# Saved data entries

──────────

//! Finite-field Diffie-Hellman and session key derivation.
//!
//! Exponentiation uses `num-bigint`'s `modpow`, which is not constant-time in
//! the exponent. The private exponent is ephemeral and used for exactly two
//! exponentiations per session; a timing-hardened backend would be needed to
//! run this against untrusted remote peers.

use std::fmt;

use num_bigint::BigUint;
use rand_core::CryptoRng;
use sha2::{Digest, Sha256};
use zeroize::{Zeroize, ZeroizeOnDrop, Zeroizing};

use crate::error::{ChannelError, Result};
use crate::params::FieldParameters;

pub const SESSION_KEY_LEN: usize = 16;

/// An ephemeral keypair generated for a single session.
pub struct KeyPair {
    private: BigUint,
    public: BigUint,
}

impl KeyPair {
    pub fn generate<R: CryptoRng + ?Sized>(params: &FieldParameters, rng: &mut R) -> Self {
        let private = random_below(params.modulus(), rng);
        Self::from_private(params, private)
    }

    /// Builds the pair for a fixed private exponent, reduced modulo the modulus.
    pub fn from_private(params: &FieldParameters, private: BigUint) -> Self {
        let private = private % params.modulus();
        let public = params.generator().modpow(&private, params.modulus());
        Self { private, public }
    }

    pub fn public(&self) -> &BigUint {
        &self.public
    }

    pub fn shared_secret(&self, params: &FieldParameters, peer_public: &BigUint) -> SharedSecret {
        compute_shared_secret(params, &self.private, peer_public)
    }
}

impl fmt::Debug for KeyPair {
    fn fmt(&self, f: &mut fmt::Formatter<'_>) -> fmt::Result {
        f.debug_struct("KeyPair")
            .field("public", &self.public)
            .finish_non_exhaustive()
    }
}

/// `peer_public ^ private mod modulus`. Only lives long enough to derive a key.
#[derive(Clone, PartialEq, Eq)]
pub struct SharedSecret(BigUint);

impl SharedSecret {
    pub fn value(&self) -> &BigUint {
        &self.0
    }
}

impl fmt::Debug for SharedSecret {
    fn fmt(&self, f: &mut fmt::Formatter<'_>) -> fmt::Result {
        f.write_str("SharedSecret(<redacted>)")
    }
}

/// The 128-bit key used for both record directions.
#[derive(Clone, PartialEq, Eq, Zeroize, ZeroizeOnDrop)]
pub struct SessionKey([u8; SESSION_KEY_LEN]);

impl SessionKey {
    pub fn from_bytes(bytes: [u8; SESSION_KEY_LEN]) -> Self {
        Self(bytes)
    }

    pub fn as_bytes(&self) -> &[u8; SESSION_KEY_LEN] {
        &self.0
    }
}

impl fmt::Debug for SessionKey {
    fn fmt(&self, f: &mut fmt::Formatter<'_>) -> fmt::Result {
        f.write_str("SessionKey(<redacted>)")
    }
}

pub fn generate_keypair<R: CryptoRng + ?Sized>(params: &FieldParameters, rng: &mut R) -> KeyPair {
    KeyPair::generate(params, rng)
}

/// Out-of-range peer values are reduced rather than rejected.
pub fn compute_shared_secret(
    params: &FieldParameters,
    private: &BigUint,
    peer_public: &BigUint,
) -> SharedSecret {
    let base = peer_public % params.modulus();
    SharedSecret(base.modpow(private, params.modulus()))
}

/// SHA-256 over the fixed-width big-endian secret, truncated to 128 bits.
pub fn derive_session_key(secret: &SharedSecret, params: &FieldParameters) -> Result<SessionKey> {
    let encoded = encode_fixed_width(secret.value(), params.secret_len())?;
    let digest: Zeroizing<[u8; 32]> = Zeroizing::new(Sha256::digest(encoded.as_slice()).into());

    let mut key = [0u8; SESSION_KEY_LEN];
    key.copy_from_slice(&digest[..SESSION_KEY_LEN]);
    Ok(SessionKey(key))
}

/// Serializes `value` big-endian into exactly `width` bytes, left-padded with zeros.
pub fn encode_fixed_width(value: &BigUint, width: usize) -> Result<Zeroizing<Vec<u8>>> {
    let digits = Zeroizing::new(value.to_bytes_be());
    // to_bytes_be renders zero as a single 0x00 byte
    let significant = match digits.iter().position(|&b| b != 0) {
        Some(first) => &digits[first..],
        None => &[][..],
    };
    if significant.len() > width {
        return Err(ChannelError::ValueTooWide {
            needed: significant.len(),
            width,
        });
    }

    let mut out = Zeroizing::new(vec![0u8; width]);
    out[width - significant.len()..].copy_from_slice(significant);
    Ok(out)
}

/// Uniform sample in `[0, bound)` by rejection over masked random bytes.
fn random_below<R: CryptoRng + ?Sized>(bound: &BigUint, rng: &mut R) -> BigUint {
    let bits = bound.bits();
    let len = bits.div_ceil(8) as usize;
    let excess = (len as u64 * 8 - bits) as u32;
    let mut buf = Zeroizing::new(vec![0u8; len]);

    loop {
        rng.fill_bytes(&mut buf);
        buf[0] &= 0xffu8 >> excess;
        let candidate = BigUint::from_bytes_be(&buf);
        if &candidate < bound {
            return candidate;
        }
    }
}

──────────

# EXERCISE AIM
All entries must be repeated verbatim.

# REPLY TO THE EXERCISE
//! Finite-field Diffie-Hellman and session key derivation.
//!
//! Exponentiation uses `num-bigint`'s `modpow`, which is not constant-time in
//! the exponent. The private exponent is ephemeral and used for exactly two
//! exponentiations per session; a timing-hardened backend would be needed to
//! run this against untrusted remote peers.

use std::fmt;

use num_bigint::BigUint;
use rand_core::CryptoRng;
use sha2::{Digest, Sha256};
use zeroize::{Zeroize, ZeroizeOnDrop, Zeroizing};

use crate::error::{ChannelError, Result};
use crate::params::FieldParameters;

pub const SESSION_KEY_LEN: usize = 16;

/// An ephemeral keypair generated for a single session.
pub struct KeyPair {
    private: BigUint,
    public: BigUint,
}

impl KeyPair {
    pub fn generate<R: CryptoRng + ?Sized>(params: &FieldParameters, rng: &mut R) -> Self {
        let private = random_below(params.modulus(), rng);
        Self::from_private(params, private)
    }

    /// Builds the pair for a fixed private exponent, reduced modulo the modulus.
    pub fn from_private(params: &FieldParameters, private: BigUint) -> Self {
        let private = private % params.modulus();
        let public = params.generator().modpow(&private, params.modulus());
        Self { private, public }
    }

    pub fn public(&self) -> &BigUint {
        &self.public
    }

    pub fn shared_secret(&self, params: &FieldParameters, peer_public: &BigUint) -> SharedSecret {
        compute_shared_secret(params, &self.private, peer_public)
    }
}

impl fmt::Debug for KeyPair {
    fn fmt(&self, f: &mut fmt::Formatter<'_>) -> fmt::Result {
        f.debug_struct("KeyPair")
            .field("public", &self.public)
            .finish_non_exhaustive()
    }
}

/// `peer_public ^ private mod modulus`. Only lives long enough to derive a key.
#[derive(Clone, PartialEq, Eq)]
pub struct SharedSecret(BigUint);

impl SharedSecret {
    pub fn value(&self) -> &BigUint {
        &self.0
    }
}

impl fmt::Debug for SharedSecret {
    fn fmt(&self, f: &mut fmt::Formatter<'_>) -> fmt::Result {
        f.write_str("SharedSecret(<redacted>)")
    }
}

/// The 128-bit key used for both record directions.
#[derive(Clone, PartialEq, Eq, Zeroize, ZeroizeOnDrop)]
pub struct SessionKey([u8; SESSION_KEY_LEN]);

impl SessionKey {
    pub fn from_bytes(bytes: [u8; SESSION_KEY_LEN]) -> Self {
        Self(bytes)
    }

    pub fn as_bytes(&self) -> &[u8; SESSION_KEY_LEN] {
        &self.0
    }
}

impl fmt::Debug for SessionKey {
    fn fmt(&self, f: &mut fmt::Formatter<'_>) -> fmt::Result {
        f.write_str("SessionKey(<redacted>)")
    }
}

pub fn generate_keypair<R: CryptoRng + ?Sized>(params: &FieldParameters, rng: &mut R) -> KeyPair {
    KeyPair::generate(params, rng)
}

/// Out-of-range peer values are reduced rather than rejected.
pub fn compute_shared_secret(
    params: &FieldParameters,
    private: &BigUint,
    peer_public: &BigUint,
) -> SharedSecret {
    let base = peer_public % params.modulus();
    SharedSecret(base.modpow(private, params.modulus()))
}

/// SHA-256 over the fixed-width big-endian secret, truncated to 128 bits.
pub fn derive_session_key(secret: &SharedSecret, params: &FieldParameters) -> Result<SessionKey> {
    let encoded = encode_fixed_width(secret.value(), params.secret_len())?;
    let digest: Zeroizing<[u8; 32]> = Zeroizing::new(Sha256::digest(encoded.as_slice()).into());

    let mut key = [0u8; SESSION_KEY_LEN];
    key.copy_from_slice(&digest[..SESSION_KEY_LEN]);
    Ok(SessionKey(key))
}

/// Serializes `value` big-endian into exactly `width` bytes, left-padded with zeros.
pub fn encode_fixed_width(value: &BigUint, width: usize) -> Result<Zeroizing<Vec<u8>>> {
    let digits = Zeroizing::new(value.to_bytes_be());
    // to_bytes_be renders zero as a single 0x00 byte
    let significant = match digits.iter().position(|&b| b != 0) {
        Some(first) => &digits[first..],
        None => &[][..],
    };
    if significant.len() > width {
        return Err(ChannelError::ValueTooWide {
            needed: significant.len(),
            width,
        });
    }

    let mut out = Zeroizing::new(vec![0u8; width]);
    out[width - significant.len()..].copy_from_slice(significant);
    Ok(out)
}

/// Uniform sample in `[0, bound)` by rejection over masked random bytes.
fn random_below<R: CryptoRng + ?Sized>(bound: &BigUint, rng: &mut R) -> BigUint {
    let bits = bound.bits();
    let len = bits.div_ceil(8) as usize;
    let excess = (len as u64 * 8 - bits) as u32;
    let mut buf = Zeroizing::new(vec![0u8; len]);

    loop {
        rng.fill_bytes(&mut buf);
        buf[0] &= 0xffu8 >> excess;
        let candidate = BigUint::from_bytes_be(&buf);
        if &candidate < bound {
            return candidate;
        }
    }
}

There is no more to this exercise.